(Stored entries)
++++++
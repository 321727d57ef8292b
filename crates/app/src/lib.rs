pub mod app;
pub mod config;
pub mod error;
pub mod services;
pub mod startup;
pub mod util;
pub mod velocity;

pub use app::{AppConfig, AppState};
pub use config::MonitorSettings;
pub use error::{ApiError, AppError, Result};
pub use services::{
    AppServices, BootService, Freshness, HandoffDocument, HandoffService, LiveSessionService,
    RegistryService, SnapshotService, audit_boot_payload, check_freshness, parse_sections,
    summarize_handoff,
};
pub use startup::{AppPaths, missing_sources};
pub use util::time::{file_mtime, system_time_to_rfc3339};
pub use velocity::{VelocityEstimator, project_wrap};
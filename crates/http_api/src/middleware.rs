use std::time::Instant;

use axum::{body::Body, http::Request, middleware::Next, response::Response};
use tracing::debug;

pub async fn log_requests(req: Request<Body>, next: Next) -> Response {
    let method = req.method().clone();
    let path = req.uri().path().to_string();
    let started = Instant::now();

    let response = next.run(req).await;

    debug!(
        %method,
        path = %path,
        status = response.status().as_u16(),
        elapsed_ms = started.elapsed().as_millis() as u64,
        "request served"
    );
    response
}
use serde::{Deserialize, Serialize};
use serde_json::{Map, Value};

/// Token usage recovered from the newest usage-bearing session log record.
#[derive(Debug, Clone, Copy, Default, PartialEq, Eq, Serialize, Deserialize)]
#[serde(rename_all = "camelCase")]
pub struct UsageSample {
    pub context: u64,
    pub input: Option<u64>,
    pub cache_read: Option<u64>,
    pub cache_write: Option<u64>,
    pub output: Option<u64>,
}

impl UsageSample {
    pub fn from_parts(
        input: Option<u64>,
        cache_read: Option<u64>,
        cache_write: Option<u64>,
        output: Option<u64>,
    ) -> Self {
        let context = input
            .unwrap_or(0)
            .saturating_add(cache_read.unwrap_or(0))
            .saturating_add(cache_write.unwrap_or(0));
        Self {
            context,
            input,
            cache_read,
            cache_write,
            output,
        }
    }
}

/// Status file written by the agent while a session is in progress.
///
/// Only `updatedAt` is interpreted; every other field is passed through to the
/// dashboard untouched.
#[derive(Debug, Clone, Default, PartialEq, Serialize, Deserialize)]
#[serde(rename_all = "camelCase")]
pub struct LiveSession {
    #[serde(default, skip_serializing_if = "Option::is_none")]
    pub updated_at: Option<Value>,
    #[serde(flatten)]
    pub fields: Map<String, Value>,
}

/// One workspace entry of the session registry (`sessions.json`).
#[derive(Debug, Clone, Default, PartialEq, Serialize, Deserialize)]
#[serde(rename_all = "camelCase")]
pub struct SessionRecord {
    #[serde(default)]
    pub session_id: Option<String>,
    #[serde(default)]
    pub label: Option<String>,
    #[serde(default)]
    pub display_name: Option<String>,
    #[serde(default)]
    pub model: Option<String>,
    #[serde(default)]
    pub context_tokens: Option<u64>,
    #[serde(default)]
    pub updated_at: Option<Value>,
}

#[derive(Debug, Clone, Default, PartialEq, Eq, Serialize, Deserialize)]
#[serde(rename_all = "camelCase")]
pub struct HandoffSummary {
    pub current_work: Option<String>,
    pub stopping_point: Option<String>,
    pub next_steps: Vec<String>,
    pub open_questions: usize,
    pub size: u64,
    pub mtime: Option<String>,
}

#[derive(Debug, Clone, PartialEq, Eq, Serialize, Deserialize)]
#[serde(rename_all = "camelCase")]
pub struct BootFileEntry {
    pub name: String,
    pub size: u64,
    pub limit: u64,
    pub over: bool,
}

#[derive(Debug, Clone, Default, PartialEq, Eq, Serialize, Deserialize)]
#[serde(rename_all = "camelCase")]
pub struct BootPayload {
    pub files: Vec<BootFileEntry>,
    pub total: u64,
    pub memory_files: usize,
    pub memory_size: u64,
    pub skills: usize,
}

/// Distance to the wrap threshold and, when the burn rate is meaningful, the
/// projected minutes until it is reached.
#[derive(Debug, Clone, Copy, Default, PartialEq, Serialize, Deserialize)]
#[serde(rename_all = "camelCase")]
pub struct WrapProjection {
    pub threshold: f64,
    pub tokens_to_wrap: Option<f64>,
    pub minutes_to_wrap: Option<i64>,
}

#[derive(Debug, Clone, Copy, PartialEq, Eq, Serialize, Deserialize)]
#[serde(rename_all = "lowercase")]
pub enum ContextSource {
    Jsonl,
    Unavailable,
}

#[derive(Debug, Clone, PartialEq, Serialize, Deserialize)]
#[serde(rename_all = "camelCase")]
pub struct Snapshot {
    pub label: String,
    pub model: String,
    pub context_window: u64,
    pub updated_at: Option<Value>,
    pub session_start: Option<String>,
    pub context_used: Option<u64>,
    pub context_source: ContextSource,
    pub usage: Option<UsageSample>,
    pub handoff: Option<HandoffSummary>,
    pub live: Option<LiveSession>,
    pub boot: BootPayload,
    pub velocity: i64,
    pub wrap_threshold: f64,
    pub tokens_to_wrap: Option<f64>,
    pub minutes_to_wrap: Option<i64>,
}
use std::path::Path;

use dashboard_core::LiveSession;
use tracing::{debug, info, warn};

use crate::services::SharedConfig;

/// Outcome of comparing a live-session snapshot with the session start.
#[derive(Debug, Clone, PartialEq)]
pub enum Freshness {
    Fresh(LiveSession),
    Stale,
}

/// A snapshot is stale only when both timestamps are known and it was last
/// written before the current session began.
pub fn check_freshness(snapshot: LiveSession, session_start: Option<&str>) -> Freshness {
    let Some(started) = session_start.and_then(ingest::parse_timestamp) else {
        return Freshness::Fresh(snapshot);
    };
    let Some(updated) = snapshot
        .updated_at
        .as_ref()
        .and_then(ingest::timestamp_from_value)
    else {
        return Freshness::Fresh(snapshot);
    };
    if updated < started {
        Freshness::Stale
    } else {
        Freshness::Fresh(snapshot)
    }
}

#[derive(Clone)]
pub struct LiveSessionService {
    config: SharedConfig,
}

impl LiveSessionService {
    pub(super) fn new(config: SharedConfig) -> Self {
        Self { config }
    }

    /// Current live-session snapshot, or `None` when absent, unreadable or
    /// left over from an earlier session. Stale files are deleted.
    pub fn load(&self, session_start: Option<&str>) -> Option<LiveSession> {
        let path = &self.config.paths.live_session_path;
        if !path.exists() {
            return None;
        }
        let contents = match std::fs::read_to_string(path) {
            Ok(contents) => contents,
            Err(err) => {
                debug!("live session unreadable at {}: {}", path.display(), err);
                return None;
            }
        };
        let snapshot: LiveSession = match serde_json::from_str(&contents) {
            Ok(snapshot) => snapshot,
            Err(err) => {
                debug!("live session unparseable at {}: {}", path.display(), err);
                return None;
            }
        };
        match check_freshness(snapshot, session_start) {
            Freshness::Fresh(snapshot) => Some(snapshot),
            Freshness::Stale => {
                purge(path);
                None
            }
        }
    }
}

fn purge(path: &Path) {
    match std::fs::remove_file(path) {
        Ok(()) => info!("removed stale live session at {}", path.display()),
        Err(err) => warn!(
            "failed to remove stale live session at {}: {}",
            path.display(),
            err
        ),
    }
}
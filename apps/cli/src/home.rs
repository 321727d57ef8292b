use std::path::PathBuf;

use app_api::expand_home_path;

/// Config file value first, then `OPENCLAW_HOME`, then `~/.openclaw`.
pub fn resolve_openclaw_home(configured: Option<&str>) -> PathBuf {
    match configured.map(str::trim).filter(|path| !path.is_empty()) {
        Some(path) => expand_home_path(path),
        None => ingest::default_openclaw_home(),
    }
}
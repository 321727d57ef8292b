use std::env;
use std::fs;
use std::path::{Path, PathBuf};

fn main() {
    let manifest_dir = PathBuf::from(env::var("CARGO_MANIFEST_DIR").expect("manifest dir"));
    let web_dir = manifest_dir.join("../../apps/web");
    if !web_dir.join("index.html").exists() {
        panic!("missing dashboard page at {}", web_dir.join("index.html").display());
    }

    let mut files = Vec::new();
    collect_files(&web_dir, &mut files);
    files.sort();

    let out_dir = PathBuf::from(env::var("OUT_DIR").expect("OUT_DIR"));
    let dest_path = out_dir.join("embedded_assets.rs");

    let mut output = String::new();
    output.push_str("pub struct EmbeddedAsset {\n");
    output.push_str("    pub path: &'static str,\n");
    output.push_str("    pub mime: &'static str,\n");
    output.push_str("    pub bytes: &'static [u8],\n");
    output.push_str("}\n\n");
    output.push_str("pub static EMBEDDED_ASSETS: &[EmbeddedAsset] = &[\n");

    for file in &files {
        let rel_path = file
            .strip_prefix(&web_dir)
            .expect("relative path")
            .to_string_lossy()
            .replace('\\', "/");
        output.push_str(&format!(
            "    EmbeddedAsset {{ path: \"{}\", mime: \"{}\", bytes: include_bytes!(r#\"{}\"#) }},\n",
            rel_path,
            mime_for_path(file),
            file.display()
        ));
        println!("cargo:rerun-if-changed={}", file.display());
    }

    output.push_str("];\n");
    fs::write(&dest_path, output).expect("write embedded_assets.rs");

    println!("cargo:rerun-if-changed={}", web_dir.display());
}

fn collect_files(dir: &Path, files: &mut Vec<PathBuf>) {
    for entry in fs::read_dir(dir).expect("read dir") {
        let path = entry.expect("dir entry").path();
        if path.is_dir() {
            collect_files(&path, files);
        } else if path.is_file() {
            files.push(path);
        }
    }
}

fn mime_for_path(path: &Path) -> &'static str {
    match path.extension().and_then(|ext| ext.to_str()).unwrap_or("") {
        "html" => "text/html; charset=utf-8",
        "js" => "text/javascript; charset=utf-8",
        "css" => "text/css; charset=utf-8",
        "svg" => "image/svg+xml",
        "ico" => "image/x-icon",
        _ => "application/octet-stream",
    }
}
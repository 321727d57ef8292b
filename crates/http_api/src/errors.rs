use axum::{
    Json,
    http::StatusCode,
    response::{IntoResponse, Response},
};
use dashboard_app::{ApiError, AppError};

#[derive(Debug)]
pub struct HttpError {
    status: StatusCode,
    body: ApiError,
}

impl HttpError {
    pub fn new(status: StatusCode, message: impl Into<String>) -> Self {
        Self {
            status,
            body: ApiError::new(status.as_u16(), message),
        }
    }

    pub fn internal(message: impl Into<String>) -> Self {
        Self::new(StatusCode::INTERNAL_SERVER_ERROR, message)
    }
}

impl From<AppError> for HttpError {
    fn from(err: AppError) -> Self {
        let body = ApiError::from(err);
        let status = StatusCode::from_u16(body.status).unwrap_or(StatusCode::INTERNAL_SERVER_ERROR);
        Self { status, body }
    }
}

impl IntoResponse for HttpError {
    fn into_response(self) -> Response {
        (self.status, Json(self.body)).into_response()
    }
}
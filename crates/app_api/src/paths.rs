use std::path::PathBuf;

pub fn expand_home_path(path: &str) -> PathBuf {
    if path == "~"
        && let Some(home) = dirs::home_dir()
    {
        return home;
    }
    if let Some(rest) = path.strip_prefix("~/")
        && let Some(home) = dirs::home_dir()
    {
        return home.join(rest);
    }
    PathBuf::from(path)
}
//! Fréchet Inception Distance (FID).
//!
//! Each image set is embedded by a frozen [`FeatureExtractor`], summarized as a Gaussian
//! `(μ, Σ)`, and the two Gaussians are compared with the squared Fréchet distance
//!
//! \[
//! d^2 = \|\mu_1 - \mu_2\|^2 + \operatorname{tr}\Sigma_1 + \operatorname{tr}\Sigma_2
//!       - 2 \operatorname{tr}\sqrt{\Sigma_1 \Sigma_2}.
//! \]
//!
//! `sqrt` is the principal matrix square root, computed from a complex Schur form
//! `A = Q T Qᴴ` with the upper-triangular recurrence on `T`. When two eigenvalues of the
//! product are both zero, that recurrence divides by zero and the root has non-finite entries.
//! Non-finite entries or a non-converging Schur iteration trigger the diagonal-offset retry.
//!
//! Statistics are accumulated in `f64` regardless of the backend float type.

use burn_core as burn;

use burn::tensor::backend::Backend;
use burn::tensor::module::adaptive_avg_pool2d;
use burn::tensor::Tensor;
use nalgebra::{Complex, DMatrix, Schur};
use ndarray::{Array1, Array2, ArrayView2, Axis};

use crate::features::FeatureExtractor;
use crate::{Error, Result};

/// Default diagonal offset for singular covariance products.
pub const DEFAULT_EPS: f64 = 1e-6;

/// Largest tolerated imaginary magnitude on the diagonal of `sqrt(Σ₁Σ₂)`.
pub const IMAG_DIAG_TOL: f64 = 1e-3;

const SCHUR_MAX_ITER_PER_DIM: usize = 100;

/// Mean vector and covariance matrix of a set of embeddings.
#[derive(Debug, Clone, PartialEq)]
pub struct GaussianSummary {
    pub mean: Array1<f64>,
    pub cov: Array2<f64>,
}

impl GaussianSummary {
    /// Sample mean and unbiased sample covariance; rows are observations, columns are features.
    pub fn from_embeddings(emb: &ArrayView2<f64>) -> Result<Self> {
        let (n, d) = emb.dim();
        if n < 2 {
            return Err(Error::Shape("need at least two embeddings for a covariance"));
        }
        if d == 0 {
            return Err(Error::Shape("embeddings must have at least one feature"));
        }
        let mean = emb
            .mean_axis(Axis(0))
            .ok_or(Error::Shape("embeddings must be non-empty"))?;
        let centered = emb - &mean;
        let cov = centered.t().dot(&centered) / (n as f64 - 1.0);
        Ok(Self { mean, cov })
    }

    pub fn dim(&self) -> usize {
        self.mean.len()
    }
}

/// Principal square root of a real square matrix, as a complex matrix.
///
/// The zero matrix is its own root. Non-finite entries are returned as-is (the caller decides
/// whether to retry); only a non-converging Schur iteration is an error.
pub fn sqrtm(a: &Array2<f64>) -> Result<DMatrix<Complex<f64>>> {
    let (n, m) = a.dim();
    if n != m {
        return Err(Error::Shape("sqrtm expects a square matrix"));
    }
    // The Schur solver rescales by the largest entry and cannot start from all zeros.
    if a.iter().all(|&v| v == 0.0) {
        return Ok(DMatrix::zeros(n, n));
    }
    let mc = DMatrix::<Complex<f64>>::from_fn(n, n, |i, j| Complex::new(a[[i, j]], 0.0));
    let schur = Schur::try_new(mc, f64::EPSILON, SCHUR_MAX_ITER_PER_DIM * n.max(1))
        .ok_or(Error::NumericalInstability("schur decomposition did not converge"))?;
    let (q, t) = schur.unpack();
    let r = sqrt_upper_triangular(&t);
    Ok(&q * r * q.adjoint())
}

fn sqrt_upper_triangular(t: &DMatrix<Complex<f64>>) -> DMatrix<Complex<f64>> {
    let n = t.nrows();
    let mut r = DMatrix::<Complex<f64>>::zeros(n, n);
    for j in 0..n {
        r[(j, j)] = t[(j, j)].sqrt();
        for i in (0..j).rev() {
            let mut s = Complex::new(0.0, 0.0);
            for k in (i + 1)..j {
                s += r[(i, k)] * r[(k, j)];
            }
            r[(i, j)] = (t[(i, j)] - s) / (r[(i, i)] + r[(j, j)]);
        }
    }
    r
}

fn all_finite(m: &DMatrix<Complex<f64>>) -> bool {
    m.iter().all(|c| c.re.is_finite() && c.im.is_finite())
}

/// `sqrt(c1 c2)` when the Schur iteration converges and every entry is finite.
fn product_root(c1: &Array2<f64>, c2: &Array2<f64>) -> Option<DMatrix<Complex<f64>>> {
    match sqrtm(&c1.dot(c2)) {
        Ok(root) if all_finite(&root) => Some(root),
        Ok(_) => None,
        Err(err) => {
            tracing::debug!(%err, "covariance product has no usable square root");
            None
        }
    }
}

fn add_diag(m: &Array2<f64>, eps: f64) -> Array2<f64> {
    let mut out = m.clone();
    out.diag_mut().mapv_inplace(|v| v + eps);
    out
}

/// Squared Fréchet distance between two Gaussian summaries.
///
/// If `sqrt(Σ₁Σ₂)` is non-finite or the Schur iteration does not converge, `eps` is added to
/// both diagonals and the root recomputed.
/// A diagonal imaginary part above [`IMAG_DIAG_TOL`] is an error; otherwise the imaginary part
/// is dropped.
pub fn frechet_distance(s1: &GaussianSummary, s2: &GaussianSummary, eps: f64) -> Result<f64> {
    let d = s1.dim();
    if s2.dim() != d || s1.cov.dim() != (d, d) || s2.cov.dim() != (d, d) {
        return Err(Error::Shape("gaussian summaries must share one dimension"));
    }
    if !eps.is_finite() || eps <= 0.0 {
        return Err(Error::Domain("eps must be positive and finite"));
    }

    let diff = &s1.mean - &s2.mean;

    let covmean = match product_root(&s1.cov, &s2.cov) {
        Some(root) => root,
        None => {
            tracing::warn!(
                eps,
                "fid calculation produces singular product; adding eps to diagonal of cov estimates"
            );
            let c1 = add_diag(&s1.cov, eps);
            let c2 = add_diag(&s2.cov, eps);
            product_root(&c1, &c2).ok_or(Error::NumericalInstability(
                "matrix square root is unavailable after diagonal offset",
            ))?
        }
    };

    let max_diag_imag = covmean
        .diagonal()
        .iter()
        .fold(0.0f64, |acc, c| acc.max(c.im.abs()));
    if max_diag_imag > IMAG_DIAG_TOL {
        let max_imag = covmean.iter().fold(0.0f64, |acc, c| acc.max(c.im.abs()));
        return Err(Error::ComplexResult { max_imag });
    }
    let tr_covmean: f64 = covmean.diagonal().iter().map(|c| c.re).sum();

    Ok(diff.dot(&diff) + s1.cov.diag().sum() + s2.cov.diag().sum() - 2.0 * tr_covmean)
}

/// Broadcast grayscale images to the 3-channel layout extractors expect.
pub fn to_three_channels<B: Backend>(images: Tensor<B, 4>) -> Result<Tensor<B, 4>> {
    match images.dims()[1] {
        3 => Ok(images),
        1 => Ok(Tensor::cat(vec![images.clone(), images.clone(), images], 1)),
        _ => Err(Error::Shape("images must have 1 or 3 channels")),
    }
}

/// One embedding row per image, taken from the extractor's last returned block.
pub fn embed<B, E>(extractor: &E, images: Tensor<B, 4>) -> Result<Array2<f64>>
where
    B: Backend,
    E: FeatureExtractor<B>,
{
    let n = images.dims()[0];
    let pred = extractor
        .extract(to_three_channels(images)?)?
        .pop()
        .ok_or(Error::Shape("feature extractor returned no blocks"))?;
    let [m, f, h, w] = pred.dims();
    if m != n {
        return Err(Error::Shape("feature extractor changed the batch size"));
    }
    let pred = if h != 1 || w != 1 {
        adaptive_avg_pool2d(pred, [1, 1])
    } else {
        pred
    };
    let act = pred
        .reshape([n, f])
        .into_data()
        .convert::<f32>()
        .to_vec::<f32>()
        .map_err(|_| Error::Shape("feature tensor could not be read as f32"))?;
    Array2::from_shape_vec((n, f), act.into_iter().map(f64::from).collect())
        .map_err(|_| Error::Shape("feature tensor has an unexpected length"))
}

/// Gaussian summary of an image batch's embeddings.
pub fn activation_statistics<B, E>(extractor: &E, images: Tensor<B, 4>) -> Result<GaussianSummary>
where
    B: Backend,
    E: FeatureExtractor<B>,
{
    let act = embed(extractor, images)?;
    GaussianSummary::from_embeddings(&act.view())
}

/// FID between a batch of real and a batch of generated images (`[n, C, H, W]`, `C ∈ {1, 3}`).
pub fn fid<B, E>(extractor: &E, real: Tensor<B, 4>, fake: Tensor<B, 4>, eps: f64) -> Result<f64>
where
    B: Backend,
    E: FeatureExtractor<B>,
{
    let s_real = activation_statistics(extractor, real)?;
    let s_fake = activation_statistics(extractor, fake)?;
    frechet_distance(&s_real, &s_fake, eps)
}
++++++
Begin with the first line of the data above and, please, print each line exactly until you have printed the line containing "pub async fn"; print nothing else.

repository 321727d57ef8292b
filename crates/app/src/lib.rs
pub mod app;
pub mod config;
pub mod error;
pub mod services;
pub mod startup;
pub mod util;
pub mod velocity;

pub use app::{AppConfig, AppState};
pub use config::MonitorSettings;
pub use error::{ApiError, AppError, Result};
pub use services::{
    AppServices, BootService, Freshness, HandoffDocument, HandoffService, LiveSessionService,
    RegistryService, SnapshotService, audit_boot_payload, check_freshness, parse_sections,
    summarize_handoff,
};
pub use startup::{AppPaths, missing_sources};
pub use util::time::{file_mtime, system_time_to_rfc3339};
pub use velocity::{VelocityEstimator, project_wrap};
filename crates/http_api/src/middleware.rs
use std::time::Instant;

use axum::{body::Body, http::Request, middleware::Next, response::Response};
use tracing::debug;

pub async fn log_requests(req: Request<Body>, next: Next) -> Response {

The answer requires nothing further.